Results: Cravings became easier to combat. After reaching the craving-suppression dose of 270 mg/day (3.6 mg/kg) after 5 weeks, I became and have remained free of alcohol dependence symptoms effortlessly for the ninth consecutive month. Anxiety is well controlled. Somnolence disappeared with a dosage reduction to 120 mg/day, now used for the eighth consecutive month. Conclusions: High-dose baclofen induced complete and prolonged suppression of symptoms and consequences of alcohol dependence, and relieved anxiety. This model, integrating cure and well-being, should be tested in randomized trials, under medical surveillance. It offers a new concept: medication-induced, dosedependent, complete and prolonged suppression of substance-dependence symptoms with alleviation of comorbid anxiety. »

But : Tester si l’effet dose dépendant de la suppression du désir de boire par le baclofène chez les animaux pouvait être transposé à l’homme, et ainsi réprimer le craving et maintenir l’abstinence.
Méthode : Les neurologues utilisent en toute sécurité jusqu’à 300 mg/jour (10 fois la dose actuellement utilisé pour la dépendance à l’alcool) de baclofène par voie orale, pour contrôler la spasticité, afin d’éviter un traitement invasif. Je suis un médecin avec une dépendance à l’alcool et de l’anxiété comorbide. Je me suis prescrit du baclofène à haute dose, en commençant par 30 mg / jour, avec des augmentations de 20 mg tous les trois jours et une dose supplémentaire (optionnelle) de 20-40 mg / jour pour les cravings.
Résultat : le craving est devenu plus facile à combattre. Après avoir atteint la dose de 270 mg / jour (3,6 mg / kg) après 5 semaines, je suis devenu et resté libre des symptômes de dépendance à l’alcool sans effort durant neufs mois consécutifs. L’anxiété est bien contrôlée. La somnolence a disparu avec une réduction de la posologie à 120 mg / jour, maintenant utilisé depuis huit mois.
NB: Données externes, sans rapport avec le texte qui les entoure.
#[cfg(test)]
mod tests {
    use super::*;
    use pretty_assertions::assert_eq;

    const EPS: f64 = 1e-6;

    #[test]
    fn npv_zero_rate() {
        assert!((npv(10000.0, 1500.0, 0.0, 10).unwrap() - 5000.0).abs() < EPS);
        assert!((npv(10000.0, 1500.0, 0.0, 0).unwrap() + 10000.0).abs() < EPS);
    }

    #[test]
    fn npv_decreasing_in_rate() {
        let mut last = npv(10000.0, 1500.0, 0.001, 20).unwrap();
        for r in &[0.01, 0.03, 0.05, 0.1, 0.2, 0.5] {
            let value = npv(10000.0, 1500.0, *r, 20).unwrap();
            assert!(value < last);
            last = value;
        }
    }

    #[test]
    fn npv_rejects_non_finite() {
        assert!(matches!(
            npv(std::f64::NAN, 1500.0, 0.05, 10),
            Err(RenovationError::Validation(_))
        ));
        assert!(npv(1000.0, std::f64::INFINITY, 0.05, 10).is_err());
    }

    #[test]
    fn irr_fixed_point() {
        for (investment, savings, years) in &[
            (10000.0, 1500.0, 20),
            (30000.0, 2400.0, 25),
            (5000.0, 2000.0, 5),
        ] {
            let rate = irr(*investment, *savings, *years).unwrap();
            assert!(rate > 0.0);
            let value = npv(*investment, *savings, rate, *years).unwrap();
            assert!(value.abs() < IRR_TOLERANCE * investment, "NPV({}) = {}", rate, value);
        }
    }

    #[test]
    fn irr_clamped_to_zero() {
        // savings never recover the investment
        assert_eq!(irr(10000.0, 300.0, 10).unwrap(), 0.0);
        assert_eq!(irr(10000.0, 0.0, 10).unwrap(), 0.0);
        assert_eq!(irr(10000.0, -200.0, 10).unwrap(), 0.0);
    }

    #[test]
    fn payback_periods() {
        assert_eq!(simple_payback(10000.0, 2000.0).unwrap(), 5.0);
        assert_eq!(simple_payback(10000.0, 0.0).unwrap(), PAYBACK_NEVER);
        assert_eq!(simple_payback(10000.0, -10.0).unwrap(), PAYBACK_NEVER);

        // no discount: same as simple payback
        assert!((discounted_payback(10000.0, 2000.0, 0.0, 50).unwrap() - 5.0).abs() < EPS);
        assert!((discounted_payback(10000.0, 3000.0, 0.0, 50).unwrap() - 3.333_333).abs() < 1e-5);
        assert_eq!(discounted_payback(0.0, 3000.0, 0.05, 50).unwrap(), 0.0);
        assert_eq!(
            discounted_payback(10000.0, 300.0, 0.05, 50).unwrap(),
            PAYBACK_NEVER
        );
    }

    #[test]
    fn discounted_payback_not_shorter() {
        for (investment, savings) in &[(10000.0, 2000.0), (30000.0, 1800.0), (1000.0, 999.0)] {
            let simple = simple_payback(*investment, *savings).unwrap();
            for r in &[0.01, 0.04, 0.08] {
                let discounted = discounted_payback(*investment, *savings, *r, 50).unwrap();
                assert!(discounted >= simple);
            }
        }
    }

    #[test]
    fn roi_values() {
        assert!((roi(10000.0, 25000.0).unwrap() - 1.5).abs() < EPS);
        assert_eq!(roi(0.0, 25000.0).unwrap(), 0.0);
        assert!((roi(10000.0, 5000.0).unwrap() + 0.5).abs() < EPS);
    }

    #[test]
    fn funding_breakdown() {
        let loan = FundingOptions::Loan {
            percentage: 80.0,
            duration_years: 10,
            interest_rate: 0.04,
        };
        assert_eq!(
            apply_funding_reduction(30000.0, &loan).unwrap(),
            FundingBreakdown {
                effective_cost: 30000.0,
                loan_amount: 24000.0,
            }
        );
        assert_eq!(
            apply_funding_reduction(30000.0, &FundingOptions::SelfFunded).unwrap(),
            FundingBreakdown {
                effective_cost: 30000.0,
                loan_amount: 0.0,
            }
        );
        let bad = FundingOptions::Loan {
            percentage: 120.0,
            duration_years: 10,
            interest_rate: 0.04,
        };
        assert!(apply_funding_reduction(30000.0, &bad).is_err());
        let bad = FundingOptions::Loan {
            percentage: 50.0,
            duration_years: 0,
            interest_rate: 0.04,
        };
        assert!(apply_funding_reduction(30000.0, &bad).is_err());
        assert!(apply_funding_reduction(-1.0, &FundingOptions::SelfFunded).is_err());
    }

    #[test]
    fn loan_payment() {
        assert!((loan_annual_payment(12000.0, 0.0, 10).unwrap() - 1200.0).abs() < EPS);
        // 10000 at 5% during 10 years
        assert!((loan_annual_payment(10000.0, 0.05, 10).unwrap() - 1295.045_75).abs() < 1e-4);
        assert_eq!(loan_annual_payment(0.0, 0.05, 10).unwrap(), 0.0);
        assert!(loan_annual_payment(1000.0, 0.05, 0).is_err());
    }

    #[test]
    fn carrier_costs() {
        assert!(
            (energy_cost_by_carrier(&[1000.0, 2000.0], &[0.3, 0.1]).unwrap() - 500.0).abs() < EPS
        );
        assert!(energy_cost_by_carrier(&[1000.0, 2000.0], &[0.3]).is_err());
        assert!(energy_cost_by_carrier(&[], &[]).is_err());
        assert!(energy_cost_by_carrier(&[1000.0, std::f64::NAN], &[0.3, 0.1]).is_err());
        assert!(energy_cost_by_carrier(&[1000.0, 10.0], &[0.3, -0.1]).is_err());
    }

    #[test]
    fn user_params_over_defaults() {
        let params = FinancialParams::from_user(
            UserFinancialParams {
                discount_rate: Some(0.06),
                ..Default::default()
            },
            &FINANCIAL_PARAMS_DEFAULT,
        )
        .unwrap();
        assert_eq!(params.discount_rate, 0.06);
        assert_eq!(params.analysis_years, 25);
        assert_eq!(params.carrier_prices, None);

        let bad = UserFinancialParams {
            carrier_prices: Some(vec![0.2]),
            ..Default::default()
        };
        assert!(FinancialParams::from_user(bad, &FINANCIAL_PARAMS_DEFAULT).is_err());
        let bad = UserFinancialParams {
            analysis_years: Some(0),
            ..Default::default()
        };
        assert!(FinancialParams::from_user(bad, &FINANCIAL_PARAMS_DEFAULT).is_err());
    }

    #[test]
    fn investment_estimate() {
        use crate::types::{
            ConstructionPeriod, CoolingTechnology, GlazingTechnology, HeatingTechnology,
            HotWaterTechnology,
        };
        let mut building = BuildingInfo {
            country: "ES".into(),
            lat: None,
            lng: None,
            category: "Single Family House".into(),
            construction_period: ConstructionPeriod::From1970To1989,
            floor_area: Some(120.0),
            floors: 2,
            heating: HeatingTechnology::GasBoiler,
            cooling: CoolingTechnology::SplitAirConditioner,
            hot_water: HotWaterTechnology::GasBoiler,
            glazing: GlazingTechnology::Double,
            custom_envelope: false,
            custom_systems: false,
        };
        let measures = [
            RenovationMeasure::WallInsulation,
            RenovationMeasure::RoofInsulation,
            RenovationMeasure::HeatPump,
        ];
        // 80 * 120 + 60 * 60 + 12000
        let capex = estimate_investment(&building, 100.0, &measures).unwrap();
        assert!((capex - 25200.0).abs() < EPS);

        // reference area without a building area: 80 * 100 + 60 * 50 + 12000
        building.floor_area = None;
        let capex = estimate_investment(&building, 100.0, &measures).unwrap();
        assert!((capex - 23000.0).abs() < EPS);

        assert!(estimate_investment(&building, 0.0, &measures).is_err());
        assert_eq!(estimate_investment(&building, 100.0, &[]).unwrap(), 0.0);
    }

    #[test]
    fn financial_result_with_loan() {
        let loan = FundingOptions::Loan {
            percentage: 50.0,
            duration_years: 10,
            interest_rate: 0.0,
        };
        let params = FinancialParams {
            discount_rate: 0.0,
            analysis_years: 10,
            carrier_prices: None,
        };
        let res = financial_result(20000.0, 2500.0, &loan, &params).unwrap();
        assert_eq!(res.capex, 20000.0);
        assert_eq!(res.loan_amount, 10000.0);
        assert!((res.loan_annual_payment - 1000.0).abs() < EPS);
        assert!((res.npv - 5000.0).abs() < EPS);
        assert!((res.roi - 0.25).abs() < EPS);
        assert!((res.simple_payback - 8.0).abs() < EPS);
        assert!((res.discounted_payback - 8.0).abs() < EPS);
        assert!(res.irr > 0.0);
    }
}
Conclusion : le baclofène à haute dose induit une suppression complète et prolongée des symptômes et des conséquences de la dépendance alcoolique, et l’anxiété est soulagée. Ce modèle devrait être testé dans des essais randomisés, sous surveillance médicale. Il propose un nouveau concept: d’origine médicamenteuse, dose dépendent, la suppression complète et prolongée des symptômes de dépendance à l’alcool ainsi que la réduction de l’anxiété comorbide.